Le bonheur était quelque chose d'immatériel, changeant selon les personnes et leurs humeurs. Pour certaine le bonheur résidait dans les moments avec ses proches, ou dans un instant calme à coté d'une feu de bois. Il était dans les petites choses de la vie, comme les grands moments. Il suffisait juste de le remarquer et de l'apprécier.
Après une longue mission, le bonheur venait dans les moments simples et familiers. La vue de leur maison après des semaines à des kilomètres d'ici, le visage chaleureux d'amis, un repas plus sophistiqué que de la viande cuite au feu de bois et ceux offert dans les auberges de petites villages perdu au milieu des terres. Chaque mage ressentait se bonheur en rentrant à la guilde. Le sentiment de rentré chez soi. C'était comme atteindre le paradis.
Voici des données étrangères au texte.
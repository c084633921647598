//! Game of Life simulation engine for Lifegrid.
//!
//! The engine is pure and stateless: every operation reads an input
//! [`Grid`] and returns freshly owned output. There is no global state,
//! so independent runs may proceed on any number of threads.
//!
//! # Modules
//!
//! - [`rule`] -- Neighbour counting and the single-cell B3/S23 rule.
//! - [`generation`] -- One whole-grid step into a preallocated buffer.
//! - [`advance`] -- Bulk N-step advancement with buffer swapping.
//! - [`signature`] -- Canonical grid encodings used as cycle keys.
//! - [`terminal`] -- Stable/cycle detection within an iteration budget.
//! - [`error`] -- Precondition errors.
//!
//! [`Grid`]: lifegrid_types::Grid

pub mod advance;
pub mod error;
pub mod generation;
pub mod rule;
pub mod signature;
pub mod terminal;

// Re-export primary types at crate root.
pub use advance::{advance, step};
pub use error::EngineError;
pub use generation::compute_generation;
pub use rule::{live_neighbors, next_cell_state};
pub use signature::Signature;
pub use terminal::{DEFAULT_MAX_ITERATIONS, TerminalState, budget, find_terminal_state};
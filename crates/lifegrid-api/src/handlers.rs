//! REST API endpoint handlers.
//!
//! # Endpoints
//!
//! | Method | Path | Description |
//! |--------|------|-------------|
//! | `GET` | `/health` | Liveness probe |
//! | `POST` | `/api/boards` | Create a board |
//! | `GET` | `/api/boards` | List all boards |
//! | `GET` | `/api/boards/{id}` | Get a single board |
//! | `GET` | `/api/boards/{id}/next` | Board one generation ahead |
//! | `GET` | `/api/boards/{id}/future/{n}` | Board `n` generations ahead |
//! | `GET` | `/api/boards/{id}/final` | Board at its stable or cyclic state |
//!
//! Simulation endpoints run the engine on a blocking task so that long
//! runs do not stall the async runtime.

use std::sync::Arc;

use axum::Json;
use axum::extract::rejection::{JsonRejection, QueryRejection};
use axum::extract::{Path, Query, State};
use axum::http::{StatusCode, header};
use axum::response::IntoResponse;
use lifegrid_core::{BoardService, ServiceError};
use lifegrid_types::{BoardId, Grid};

use crate::error::ApiError;
use crate::state::AppState;

// ---------------------------------------------------------------------------
// Request types
// ---------------------------------------------------------------------------

/// Request body for `POST /api/boards`.
#[derive(Debug, serde::Deserialize)]
pub struct CreateBoardRequest {
    /// Initial cell state as a list of equally long rows.
    pub board_state: Option<Vec<Vec<bool>>>,
}

/// Query parameters for `GET /api/boards/{id}/final`.
#[derive(Debug, serde::Deserialize)]
pub struct FinalQuery {
    /// Iteration budget (defaults to the configured budget, 1000).
    pub max_iterations: Option<u32>,
}

// ---------------------------------------------------------------------------
// GET /health
// ---------------------------------------------------------------------------

/// Liveness probe.
pub async fn health() -> impl IntoResponse {
    Json(serde_json::json!({ "status": "ok" }))
}

// ---------------------------------------------------------------------------
// POST /api/boards
// ---------------------------------------------------------------------------

/// Create a board from the posted grid.
///
/// Responds `201 Created` with the new identifier and a `Location`
/// header. Missing, empty, zero-width, or ragged grids are rejected with
/// `400` before anything is stored.
pub async fn create_board(
    State(state): State<Arc<AppState>>,
    payload: Result<Json<CreateBoardRequest>, JsonRejection>,
) -> Result<impl IntoResponse, ApiError> {
    let Json(request) = payload?;
    let rows = request
        .board_state
        .ok_or_else(|| ApiError::BadRequest(String::from("board_state is required")))?;
    let grid = Grid::from_rows(rows)?;

    let board = state.service.create(grid)?;
    let location = format!("/api/boards/{}", board.id);

    Ok((
        StatusCode::CREATED,
        [(header::LOCATION, location)],
        Json(serde_json::json!({ "id": board.id })),
    ))
}

// ---------------------------------------------------------------------------
// GET /api/boards
// ---------------------------------------------------------------------------

/// List every stored board.
pub async fn list_boards(
    State(state): State<Arc<AppState>>,
) -> Result<impl IntoResponse, ApiError> {
    let boards = state.service.list()?;
    Ok(Json(boards))
}

// ---------------------------------------------------------------------------
// GET /api/boards/{id}
// ---------------------------------------------------------------------------

/// Return a single stored board.
pub async fn get_board(
    State(state): State<Arc<AppState>>,
    Path(id_str): Path<String>,
) -> Result<impl IntoResponse, ApiError> {
    let id = parse_board_id(&id_str)?;
    let board = state.service.fetch(id)?.ok_or_else(|| not_found(id))?;
    Ok(Json(board))
}

// ---------------------------------------------------------------------------
// GET /api/boards/{id}/next
// ---------------------------------------------------------------------------

/// Return the board one generation ahead of its stored state.
pub async fn next_state(
    State(state): State<Arc<AppState>>,
    Path(id_str): Path<String>,
) -> Result<impl IntoResponse, ApiError> {
    let id = parse_board_id(&id_str)?;
    let board = run_blocking(&state, move |service| service.next_state(id))
        .await?
        .ok_or_else(|| not_found(id))?;
    Ok(Json(board))
}

// ---------------------------------------------------------------------------
// GET /api/boards/{id}/future/{n}
// ---------------------------------------------------------------------------

/// Return the board `n` generations ahead of its stored state.
pub async fn future_state(
    State(state): State<Arc<AppState>>,
    Path((id_str, steps_str)): Path<(String, String)>,
) -> Result<impl IntoResponse, ApiError> {
    let id = parse_board_id(&id_str)?;
    let steps: u64 = steps_str.parse().map_err(|e| {
        ApiError::BadRequest(format!("step count must be a non-negative integer: {steps_str}: {e}"))
    })?;
    let board = run_blocking(&state, move |service| service.advance(id, steps))
        .await?
        .ok_or_else(|| not_found(id))?;
    Ok(Json(board))
}

// ---------------------------------------------------------------------------
// GET /api/boards/{id}/final
// ---------------------------------------------------------------------------

/// Run the board until it repeats a state.
///
/// Responds `200` with the board, status (`stable` or `cycle`), detection
/// step, and period. When no repeat occurs within the budget the response
/// is `422 Unprocessable Entity`.
///
/// # Query Parameters
///
/// - `max_iterations`: iteration budget (default 1000).
pub async fn final_state(
    State(state): State<Arc<AppState>>,
    Path(id_str): Path<String>,
    query: Result<Query<FinalQuery>, QueryRejection>,
) -> Result<impl IntoResponse, ApiError> {
    let id = parse_board_id(&id_str)?;
    let Query(params) = query?;
    let max_iterations = params.max_iterations;
    let result = run_blocking(&state, move |service| service.terminal(id, max_iterations))
        .await?
        .ok_or_else(|| not_found(id))?;

    if !result.status.is_settled() {
        return Err(ApiError::Unstable {
            max_iterations: result.max_iterations,
        });
    }
    Ok(Json(result))
}

// ---------------------------------------------------------------------------
// Helpers
// ---------------------------------------------------------------------------

/// Run a service call on the blocking thread pool.
async fn run_blocking<T, F>(state: &AppState, call: F) -> Result<T, ApiError>
where
    T: Send + 'static,
    F: FnOnce(&BoardService) -> Result<T, ServiceError> + Send + 'static,
{
    let service = Arc::clone(&state.service);
    let outcome = tokio::task::spawn_blocking(move || call(&service))
        .await
        .map_err(|e| ApiError::Internal(format!("simulation task failed: {e}")))?;
    Ok(outcome?)
}

/// Parse a board identifier, returning an [`ApiError`] on failure.
fn parse_board_id(s: &str) -> Result<BoardId, ApiError> {
    s.parse::<BoardId>()
        .map_err(|e| ApiError::InvalidUuid(format!("{s}: {e}")))
}

fn not_found(id: BoardId) -> ApiError {
    ApiError::NotFound(format!("board {id}"))
}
L'unité Rajin pouvait enfin rentré chez eux après plusieurs semaines en mission à plusieurs jours de train de Magnolia. La mission en elle-même avait été simple, rien d'inhabituelle pour les membres de l'équipe. Mais elle avait été longue, bien trop longue. L'équipe avait été heureuse de retrouver leur appartement, profitant de leur retour pour prendre quelques jours de repos. Mais pour le moment l'équipe partait juste dans leur chambre, avalant un rapide repas préparé par Fried avant de se perdre dans les bras de morphes.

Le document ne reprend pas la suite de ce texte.